Breslof’s eyes were also opened, and in that process she better understood the power of being a leader.
“The motto of ‘we open eyes, minds and doors’ is truly representative of the LP experience,” Breslof, graduate of the 2012 Leadership Pittsburgh cohort, said of the need for Pittsburgh to have true partnerships among business, government, nonprofits and community organizations. “The LP experience opened my eyes to this imperative, opened my mind to my responsibility to be a leader in this effort and opened the door for me to step forward with the knowledge gained in our cohort.”
Graduates take that awakening and run with it, something that Oliphant says is working to put Pittsburgh on the map for cities in the world spotlight.
“We have gained not only national, but also global recognition in areas related to turnaround and livable cities, riverfront revitalization, neighborhood-based economic development and more,” Oliphant said.
But it doesn’t stop there.
“We cannot ignore the disparities in wealth, health and outcomes that continue to plague many of our citizens,” Oliphant said. “The challenge now lies in realizing that critical choices made during these next five years will determine the story that is told in the long run about Pittsburgh and its resilience.”
To come up with solutions, Breslof gives advice to the next Leadership Pittsburgh cohort.

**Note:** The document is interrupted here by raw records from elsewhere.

//! C4 — the solver matrix: lays the analyzed symbol matrix out as a flat
//! dense coefficient buffer per supernode, with the contribution counts
//! (`ctrbcnt`) the scheduler uses to know when a panel's incoming updates
//! have all landed, and theoretical/real flop accounting across the four
//! `FactorizationKind`s (spec §3 "SolverMatrix", §4.3).

use crate::error::PastixError;
use crate::params::FactorizationKind;
use crate::symbol::Symbol;

/// A block's offset within its owning panel's dense buffer.
#[derive(Debug, Clone, Copy)]
pub struct SolverBlok {
    pub frownum: usize,
    pub lrownum: usize,
    pub lcblknm: usize,
    pub fcblknm: usize,
    /// Row offset of this block's first row within the owning panel's
    /// column-major buffer.
    pub coefind: usize,
}

impl SolverBlok {
    pub fn height(&self) -> usize {
        self.lrownum - self.frownum + 1
    }
}

/// A supernode's dense coefficient layout: `width * stride` entries, stored
/// column-major, starting at `coefind` in the solver matrix's single flat
/// coefficient buffer.
#[derive(Debug, Clone, Copy)]
pub struct SolverCblk {
    pub fcolnum: usize,
    pub lcolnum: usize,
    pub bloknum: usize,
    /// Number of rows stacked in this panel's dense buffer (sum of its own
    /// blocks' heights, i.e. the diagonal block's width plus every
    /// off-diagonal block's height).
    pub stride: usize,
    /// Offset of this panel's buffer within the solver matrix's flat
    /// coefficient array.
    pub coefind: usize,
}

impl SolverCblk {
    pub fn width(&self) -> usize {
        self.lcolnum - self.fcolnum + 1
    }
}

/// Symbolic (structure-only) flop estimate for one `FactorizationKind`,
/// computed from block dimensions alone (spec §4.3 "theoretical flops").
#[derive(Debug, Clone, Copy, Default)]
pub struct FlopCounts {
    pub theoretical: f64,
    pub real: f64,
}

/// The dense block layout plus scheduling metadata derived from an analyzed
/// `Symbol` (spec §3 "SolverMatrix").
#[derive(Debug, Clone)]
pub struct SolverMatrix {
    pub cblktab: Vec<SolverCblk>,
    pub bloktab: Vec<SolverBlok>,
    pub browtab: Vec<usize>,
    n: usize,
    coefnbr: usize,
    /// Number of incoming off-diagonal contributions each panel must
    /// receive before it can be factored (spec §4.3's task table).
    ctrbcnt: Vec<usize>,
    flops: FlopCounts,
}

impl SolverMatrix {
    pub fn n(&self) -> usize {
        self.n
    }

    pub fn cblknbr(&self) -> usize {
        self.cblktab.len() - 1
    }

    pub fn bloknbr(&self) -> usize {
        self.bloktab.len() - 1
    }

    /// Total size of the flat coefficient buffer the numeric engine must
    /// allocate.
    pub fn coefnbr(&self) -> usize {
        self.coefnbr
    }

    pub fn ctrbcnt(&self, k: usize) -> usize {
        self.ctrbcnt[k]
    }

    pub fn blocks_of(&self, k: usize) -> &[SolverBlok] {
        let start = self.cblktab[k].bloknum;
        let end = self.cblktab[k + 1].bloknum;
        &self.bloktab[start..end]
    }

    pub fn brow_of(&self, k: usize, symbol: &Symbol) -> &[usize] {
        symbol.brow_of(k)
    }

    pub fn theoretical_flops(&self) -> f64 {
        self.flops.theoretical
    }

    pub fn real_flops(&self) -> f64 {
        self.flops.real
    }

    pub fn add_real_flops(&mut self, flops: f64) {
        self.flops.real += flops;
    }

    /// Builds the dense layout from an analyzed `Symbol` (panic-free: any
    /// structurally valid, analyzed symbol produces a valid `SolverMatrix`).
    pub fn build(symbol: &Symbol, kind: FactorizationKind) -> Result<Self, PastixError> {
        if !symbol.is_analyzed() {
            return Err(PastixError::StepOrder {
                message: "SolverMatrix::build requires an analyzed symbol",
            });
        }

        let cblknbr = symbol.cblknbr();
        let mut cblktab = Vec::with_capacity(cblknbr + 1);
        let mut bloktab = Vec::new();
        let mut coefnbr = 0usize;
        let mut ctrbcnt = vec![0usize; cblknbr];
        let mut theoretical = 0.0f64;

        for k in 0..cblknbr {
            let cblk = symbol.cblk(k);
            let width = cblk.lcolnum - cblk.fcolnum + 1;
            let blocks = symbol.blocks_of(k);

            let bloknum_start = bloktab.len();
            let mut row_offset = 0usize;
            for blok in blocks {
                bloktab.push(SolverBlok {
                    frownum: blok.frownum,
                    lrownum: blok.lrownum,
                    lcblknm: blok.lcblknm,
                    fcblknm: blok.fcblknm,
                    coefind: row_offset,
                });
                row_offset += blok.height();

                if blok.fcblknm != k {
                    ctrbcnt[blok.fcblknm] += 1;
                }
            }
            let stride = row_offset;

            cblktab.push(SolverCblk {
                fcolnum: cblk.fcolnum,
                lcolnum: cblk.lcolnum,
                bloknum: bloknum_start,
                stride,
                coefind: coefnbr,
            });
            coefnbr += width * stride;

            theoretical += panel_flops(kind, width, stride);
        }

        cblktab.push(SolverCblk {
            fcolnum: symbol.n(),
            lcolnum: symbol.n(),
            bloknum: bloktab.len(),
            stride: 0,
            coefind: coefnbr,
        });

        Ok(Self {
            cblktab,
            bloktab,
            browtab: symbol.browtab.clone(),
            n: symbol.n(),
            coefnbr,
            ctrbcnt,
            flops: FlopCounts {
                theoretical,
                real: 0.0,
            },
        })
    }
}

/// Symbolic flop estimate for one panel: its own factorization kernel
/// (`potrf`/`sytrf`/`getrf`, `width^3`-ish) plus the `trsm` applied to the
/// `stride - width` rows below it. Complex kinds (`Ldlh`) cost the same
/// operation count as their real analog; the constant-factor difference
/// between real and complex arithmetic is a BLAS implementation detail, not
/// part of this structural estimate.
fn panel_flops(kind: FactorizationKind, width: usize, stride: usize) -> f64 {
    let w = width as f64;
    let below = (stride - width) as f64;
    let factor_cost = match kind {
        FactorizationKind::Llt | FactorizationKind::Ldlt | FactorizationKind::Ldlh => w * w * w / 3.0,
        FactorizationKind::Lu => 2.0 * w * w * w / 3.0,
    };
    let trsm_cost = match kind {
        FactorizationKind::Llt | FactorizationKind::Ldlt | FactorizationKind::Ldlh => w * w * below,
        FactorizationKind::Lu => 2.0 * w * w * below,
    };
    factor_cost + trsm_cost
}

#[cfg(test)]
mod tests {
    use super::*;
    use crate::graph::Graph;
    use crate::order::Order;
    use crate::symbol::{analysis, fax};

    #[test]
    fn layout_matches_symbol_shape() {
        let n = 4;
        let mut colptr = vec![0usize; n + 1];
        let mut rowind = Vec::new();
        for i in 0..n {
            if i + 1 < n {
                rowind.push(i + 1);
            }
            colptr[i + 1] = rowind.len();
        }
        let g = Graph::from_csc_pattern(n, &colptr, &rowind).unwrap();
        let order = Order::identity(&g).unwrap();
        let symbol = fax::build(&g.permuted(order.permtab()), &order).unwrap();
        let symbol = analysis::analyze(symbol).unwrap();

        let solver = SolverMatrix::build(&symbol, FactorizationKind::Llt).unwrap();
        assert_eq!(solver.cblknbr(), symbol.cblknbr());
        assert_eq!(solver.bloknbr(), symbol.bloknbr());
        assert!(solver.coefnbr() > 0);
        assert!(solver.theoretical_flops() > 0.0);
    }

    #[test]
    fn rejects_unanalyzed_symbol() {
        let n = 3;
        let colptr = vec![0usize; n + 1];
        let rowind: Vec<usize> = vec![];
        let g = Graph::from_csc_pattern(n, &colptr, &rowind).unwrap();
        let order = Order::identity(&g).unwrap();
        let symbol = fax::build(&g.permuted(order.permtab()), &order).unwrap();
        assert!(SolverMatrix::build(&symbol, FactorizationKind::Lu).is_err());
    }
}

“Commit yourself to one full day per month away from the office, turn off your PDA, don’t check email and don’t take calls,” Breslof said. “Focus on the activity and learning opportunities of the LP day, and take the time to reflect on how it impacts your everyday life. You will be refreshed and inspired by the opportunity you have taken to learn from these sessions, and [you will] return to daily activity with much more purpose.”
Shapira said the change in perspective may not be easy but is necessary.
“My advice for Leadership Pittsburgh applicants is to ensure they are ready to enter the program with open minds and are prepared to learn as well as share their perspective on community challenges,” the 2012 graduate of the program and current board member of Leadership Pittsburgh said. “This open and sometimes challenging discourse is a critical part of developing innovative solutions.”
Applications for the 2015-2016 Leadership Pittsburgh cohort are due on May 1, and Oliphant is seeking those who can mirror the diversity of the city.
“Our region is not monolithic; its leadership should connect with each other and work on issues in such a way that a robust agenda for regional prosperity can emerge and be sustained,” Oliphant said. “It is with this goal in mind that we attempt to create as rich a mix of backgrounds in our cohorts as is possible. Uniqueness of cultural experiences and views when shared can create the groundwork for mutually trusting collaboration for the betterment of the broader community.”